→ Assignment:
From the records below, extract only the lines running from the line with "0.5 * (r_outer" to the line with "strings. Writing and", both lines included, reproducing them exactly.
(Beginning of Data for analysis)
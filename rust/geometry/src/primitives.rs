// This Source Code Form is subject to the terms of the Mozilla Public
// License, v. 2.0. If a copy of the MPL was not distributed with this
// file, You can obtain one at https://mozilla.org/MPL/2.0/.

//! Closed-form area and centroid formulas
//!
//! Pure 2D primitives shared by the discretizer, the plastic-centroid
//! solver and the cover transform: the polygon shoelace formula, rectangle
//! and annular-wedge closed forms, and segment interpolation helpers.
//! Wedge angles are radians here; the data model carries degrees and call
//! sites convert.

use crate::error::{Error, Result};
use nalgebra::Point2;

/// Signed areas below this are treated as degenerate
pub const AREA_EPS: f64 = 1.0e-12;

/// Centroid and signed area of a polygon via the shoelace formula.
///
/// `area = 0.5 * Σ (x_i * y_{i+1} - x_{i+1} * y_i)`, positive for
/// counter-clockwise vertex order; the centroid weights the same cross
/// terms divided by `6 * area`.
///
/// Fails with [`Error::DegenerateGeometry`] when the area is numerically
/// zero (collinear vertices) since the centroid division is undefined.
pub fn polygon_centroid_area(vertices: &[Point2<f64>]) -> Result<(Point2<f64>, f64)> {
    if vertices.len() < 3 {
        return Err(Error::DegenerateGeometry(format!(
            "polygon needs at least 3 vertices, got {}",
            vertices.len()
        )));
    }

    let mut area = 0.0;
    let mut cx = 0.0;
    let mut cy = 0.0;
    for (idx, a) in vertices.iter().enumerate() {
        let b = &vertices[(idx + 1) % vertices.len()];
        let cross = a.x * b.y - b.x * a.y;
        area += cross;
        cx += (a.x + b.x) * cross;
        cy += (a.y + b.y) * cross;
    }
    area *= 0.5;

    if area.abs() <= AREA_EPS {
        return Err(Error::DegenerateGeometry(
            "polygon area is numerically zero".to_string(),
        ));
    }
    Ok((Point2::new(cx / (6.0 * area), cy / (6.0 * area)), area))
}

/// Area of an axis-aligned rectangle given two opposite corners
#[inline]
pub fn rect_area(y1: f64, z1: f64, y2: f64, z2: f64) -> f64 {
    ((y2 - y1) * (z2 - z1)).abs()
}

/// Centroid (midpoint) of an axis-aligned rectangle
#[inline]
pub fn rect_centroid(y1: f64, z1: f64, y2: f64, z2: f64) -> Point2<f64> {
    Point2::new((y1 + y2) / 2.0, (z1 + z2) / 2.0)
}

/// Area of an annular wedge, angles in radians
#[inline]
pub fn wedge_area(r_inner: f64, r_outer: f64, theta0: f64, theta1: f64) -> f64 {
    0.5 * (r_outer * r_outer - r_inner * r_inner) * (theta1 - theta0)
}

/// Radial coordinate of an annular wedge centroid.
///
/// `2 * (ri^2 + ri*re + re^2) / (3 * (ri + re))`, the exact radial moment
/// of the ring; combined with the midpoint angle this gives the wedge
/// centroid in polar form.
#[inline]
pub fn wedge_centroid_radius(r_inner: f64, r_outer: f64) -> f64 {
    2.0 * (r_inner * r_inner + r_inner * r_outer + r_outer * r_outer)
        / (3.0 * (r_inner + r_outer))
}

/// Euclidean distance between two points
#[inline]
pub fn distance_between_points(a: Point2<f64>, b: Point2<f64>) -> f64 {
    (b - a).norm()
}

/// Point on segment `a -> b` at arc-length `dist` from `a`.
///
/// Fails when the segment has zero length.
pub fn point_between_points(a: Point2<f64>, b: Point2<f64>, dist: f64) -> Result<Point2<f64>> {
    let total = distance_between_points(a, b);
    if total <= AREA_EPS {
        return Err(Error::DegenerateGeometry(
            "zero-length segment in arc-length interpolation".to_string(),
        ));
    }
    Ok(a + (b - a) * (dist / total))
}
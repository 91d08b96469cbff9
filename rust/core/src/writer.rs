// This Source Code Form is subject to the terms of the Mozilla Public
// License, v. 2.0. If a copy of the MPL was not distributed with this
// file, You can obtain one at https://mozilla.org/MPL/2.0/.

//! Section command-list writer
//!
//! Re-serializes a [`SectionDefinition`] in the same bracketed shape the
//! parser accepts: one row per line, single-quoted strings. Writing and
//! re-parsing a section is an identity.

use crate::section::{FiberElement, SectionDefinition};

/// Serialize a section definition to the command-list wire format
pub fn write_section(section: &SectionDefinition) -> String {
    let mut out = String::from("[\n");
    out.push_str(&format!(
        "['section', 'Fiber', {}, '-GJ', {}]",
        section.tag,
        fmt_float(section.gj)
    ));
    for element in &section.elements {
        out.push_str(",\n");
        out.push_str(&write_element(element));
    }
    out.push_str("\n]");
    out
}

/// Serialize one element as its command row
pub fn write_element(element: &FiberElement) -> String {
    match *element {
        FiberElement::RectPatch {
            material,
            n_fib_y,
            n_fib_z,
            y1,
            z1,
            y2,
            z2,
        } => format!(
            "['patch', 'rect', {}, {}, {}, {}, {}, {}, {}]",
            material,
            n_fib_y,
            n_fib_z,
            fmt_float(y1),
            fmt_float(z1),
            fmt_float(y2),
            fmt_float(z2)
        ),
        FiberElement::QuadPatch {
            material,
            n_ij,
            n_jk,
            i,
            j,
            k,
            l,
        } => format!(
            "['patch', 'quad', {}, {}, {}, {}, {}, {}, {}, {}, {}, {}, {}]",
            material,
            n_ij,
            n_jk,
            fmt_float(i.0),
            fmt_float(i.1),
            fmt_float(j.0),
            fmt_float(j.1),
            fmt_float(k.0),
            fmt_float(k.1),
            fmt_float(l.0),
            fmt_float(l.1)
        ),
        FiberElement::CircPatch {
            material,
            n_circ,
            n_rad,
            center,
            r_inner,
            r_outer,
            angle0,
            angle1,
        } => format!(
            "['patch', 'circ', {}, {}, {}, {}, {}, {}, {}, {}, {}]",
            material,
            n_circ,
            n_rad,
            fmt_float(center.0),
            fmt_float(center.1),
            fmt_float(r_inner),
            fmt_float(r_outer),
            fmt_float(angle0),
            fmt_float(angle1)
        ),
        FiberElement::StraightLayer {
            material,
            n_bars,
            bar_area,
            start,
            end,
        } => format!(
            "['layer', 'straight', {}, {}, {}, {}, {}, {}, {}]",
            material,
            n_bars,
            fmt_float(bar_area),
            fmt_float(start.0),
            fmt_float(start.1),
            fmt_float(end.0),
            fmt_float(end.1)
        ),
        FiberElement::CircLayer {
            material,
            n_bars,
            bar_area,
            center,
            radius,
            angle0,
            angle1,
        } => format!(
            "['layer', 'circ', {}, {}, {}, {}, {}, {}, {}, {}]",
            material,
            n_bars,
            fmt_float(bar_area),
            fmt_float(center.0),
            fmt_float(center.1),
            fmt_float(radius),
            fmt_float(angle0),
            fmt_float(angle1)
        ),
    }
}

/// Shortest round-trip float representation, with integral values kept
/// unambiguously float (`15.0`, not `15`)
fn fmt_float(v: f64) -> String {
    if v == 0.0 {
        // Avoid serializing a negative zero produced by rounding
        "0.0".to_string()
    } else if v.fract() == 0.0 && v.abs() < 1.0e16 {
        format!("{:.1}", v)
    } else {
        format!("{}", v)
    }
}

#[cfg(test)]
mod tests {
    use super::*;
    use crate::parser::parse_section;

    #[test]
    fn writes_one_row_per_line() {
        let section = SectionDefinition::new(1, 1.0e6).with_appended(FiberElement::RectPatch {
            material: 2,
            n_fib_y: 10,
            n_fib_z: 10,
            y1: -15.0,
            z1: -10.0,
            y2: 15.0,
            z2: 10.0,
        });
        let text = write_section(&section);
        assert_eq!(
            text,
            "[\n['section', 'Fiber', 1, '-GJ', 1000000.0],\n\
             ['patch', 'rect', 2, 10, 10, -15.0, -10.0, 15.0, 10.0]\n]"
        );
    }

    #[test]
    fn round_trips_through_the_parser() {
        let input = "[['section', 'Fiber', 1, '-GJ', 1000000.0],
            ['patch', 'quad', 1, 4, 1, 0.032, 0.317, -0.311, 0.067, -0.266, 0.005, 0.077, 0.254],
            ['patch', 'circ', 2, 8, 4, 0.0, 0.0, 5.0, 10.0, 0.0, 360.0],
            ['layer', 'straight', 3, 5, 0.79, -12.0, -7.0, -12.0, 7.0],
            ['layer', 'circ', 3, 8, 0.79, 0.0, 0.0, 8.5, 0.0, 360.0]]";
        let section = parse_section(input).unwrap();
        let text = write_section(&section);
        let reparsed = parse_section(&text).unwrap();
        assert_eq!(section, reparsed);
        // And the writer is a fixed point
        assert_eq!(text, write_section(&reparsed));
    }

    #[test]
    fn float_formatting() {
        assert_eq!(fmt_float(15.0), "15.0");
        assert_eq!(fmt_float(-0.0), "0.0");
        assert_eq!(fmt_float(0.1235), "0.1235");
        assert_eq!(fmt_float(1.0e6), "1000000.0");
    }
}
(End of Data for analysis)
→ Solution:
    0.5 * (r_outer * r_outer - r_inner * r_inner) * (theta1 - theta0)
}

/// Radial coordinate of an annular wedge centroid.
///
/// `2 * (ri^2 + ri*re + re^2) / (3 * (ri + re))`, the exact radial moment
/// of the ring; combined with the midpoint angle this gives the wedge
/// centroid in polar form.
#[inline]
pub fn wedge_centroid_radius(r_inner: f64, r_outer: f64) -> f64 {
    2.0 * (r_inner * r_inner + r_inner * r_outer + r_outer * r_outer)
        / (3.0 * (r_inner + r_outer))
}

/// Euclidean distance between two points
#[inline]
pub fn distance_between_points(a: Point2<f64>, b: Point2<f64>) -> f64 {
    (b - a).norm()
}

/// Point on segment `a -> b` at arc-length `dist` from `a`.
///
/// Fails when the segment has zero length.
pub fn point_between_points(a: Point2<f64>, b: Point2<f64>, dist: f64) -> Result<Point2<f64>> {
    let total = distance_between_points(a, b);
    if total <= AREA_EPS {
        return Err(Error::DegenerateGeometry(
            "zero-length segment in arc-length interpolation".to_string(),
        ));
    }
    Ok(a + (b - a) * (dist / total))
}
repository 91d08b96469cbff9
filename rust/core/src/writer.rs
// This Source Code Form is subject to the terms of the Mozilla Public
// License, v. 2.0. If a copy of the MPL was not distributed with this
// file, You can obtain one at https://mozilla.org/MPL/2.0/.

//! Section command-list writer
//!
//! Re-serializes a [`SectionDefinition`] in the same bracketed shape the
//! parser accepts: one row per line, single-quoted strings. Writing and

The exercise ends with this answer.